(Saved data entries)

___

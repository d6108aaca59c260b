//! Background reconciliation: finds settlements that stopped making
//! progress and drives each one forward through the coordinator.
//!
//! The sweeper is what turns "persist intent before acting" into an actual
//! liveness guarantee. It never decides anything itself; it calls
//! [`SettlementCoordinator::resume`], which consults ground truth before
//! any ambiguous transition. Racing against a live coordinator task is
//! fine: the store's CAS lets exactly one of them win each transition.

use std::sync::Arc;

use chrono::Utc;
use tokio::task::JoinHandle;
use tokio::time::MissedTickBehavior;
use tracing::{debug, info, warn};
use zionbridge_types::{BridgeError, Result, SettlementState, SweeperConfig};

use zionbridge_store::SettlementStore;

use crate::coordinator::SettlementCoordinator;

/// Non-terminal states the sweeper scans, in lifecycle order.
const SWEPT_STATES: [SettlementState; 5] = [
    SettlementState::Created,
    SettlementState::LedgerReserved,
    SettlementState::ChannelSettled,
    SettlementState::LedgerSettled,
    SettlementState::Compensating,
];

/// What one sweep did.
#[derive(Debug, Default, Clone, Copy, PartialEq, Eq)]
pub struct SweepReport {
    /// Stale settlements examined.
    pub examined: usize,
    /// Settlements that moved to a new state (another actor winning the
    /// race counts: progress is progress).
    pub advanced: usize,
    /// Settlements still legitimately waiting on the outside world.
    pub still_pending: usize,
    /// Settlements the sweep could not resolve this round.
    pub failed: usize,
}

/// Periodic task that resumes stale settlements.
pub struct ReconciliationSweeper {
    coordinator: Arc<SettlementCoordinator>,
    store: Arc<dyn SettlementStore>,
    config: SweeperConfig,
}

impl ReconciliationSweeper {
    #[must_use]
    pub fn new(
        coordinator: Arc<SettlementCoordinator>,
        store: Arc<dyn SettlementStore>,
        config: SweeperConfig,
    ) -> Self {
        Self {
            coordinator,
            store,
            config,
        }
    }

    /// One full scan over every non-terminal state.
    pub async fn sweep_once(&self) -> Result<SweepReport> {
        let cutoff = Utc::now() - self.config.staleness();
        let mut report = SweepReport::default();
        for state in SWEPT_STATES {
            let stale = self.store.list_by_state(state, cutoff).await?;
            for settlement in stale {
                report.examined += 1;
                let before = settlement.state;
                match self.coordinator.resume(settlement.id).await {
                    Ok(after) if after.state == before => report.still_pending += 1,
                    Ok(after) => {
                        debug!(id = %settlement.id, from = %before, to = %after.state, "sweep advanced settlement");
                        report.advanced += 1;
                    }
                    // Another actor moved it first; that is progress too.
                    Err(BridgeError::StateConflict { .. }) => report.advanced += 1,
                    Err(BridgeError::AmbiguousPayment { .. }) => report.still_pending += 1,
                    Err(err) => {
                        // A resume may terminalize the record and then
                        // report why (failed payment, unfunded reservation).
                        // Read the record back before calling it stuck.
                        let terminal = self
                            .store
                            .get(settlement.id)
                            .await
                            .is_ok_and(|s| s.is_terminal());
                        if terminal {
                            report.advanced += 1;
                        } else {
                            warn!(id = %settlement.id, state = %before, error = %err, "sweep could not resolve settlement");
                            report.failed += 1;
                        }
                    }
                }
            }
        }
        Ok(report)
    }

    /// Run the sweep loop until the task is aborted.
    pub fn spawn(self) -> JoinHandle<()> {
        tokio::spawn(async move {
            let mut ticker = tokio::time::interval(self.config.interval());
            ticker.set_missed_tick_behavior(MissedTickBehavior::Delay);
            loop {
                ticker.tick().await;
                match self.sweep_once().await {
                    Ok(report) if report.examined > 0 => {
                        info!(
                            examined = report.examined,
                            advanced = report.advanced,
                            still_pending = report.still_pending,
                            failed = report.failed,
                            "reconciliation sweep finished"
                        );
                    }
                    Ok(_) => {}
                    Err(err) => warn!(error = %err, "reconciliation sweep failed"),
                }
            }
        })
    }
}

___

**TASK DESCRIPTION**
Would you state how many lines of the data above hold the string "could"? Reply with the number alone.

**ANSWER SPACE**
2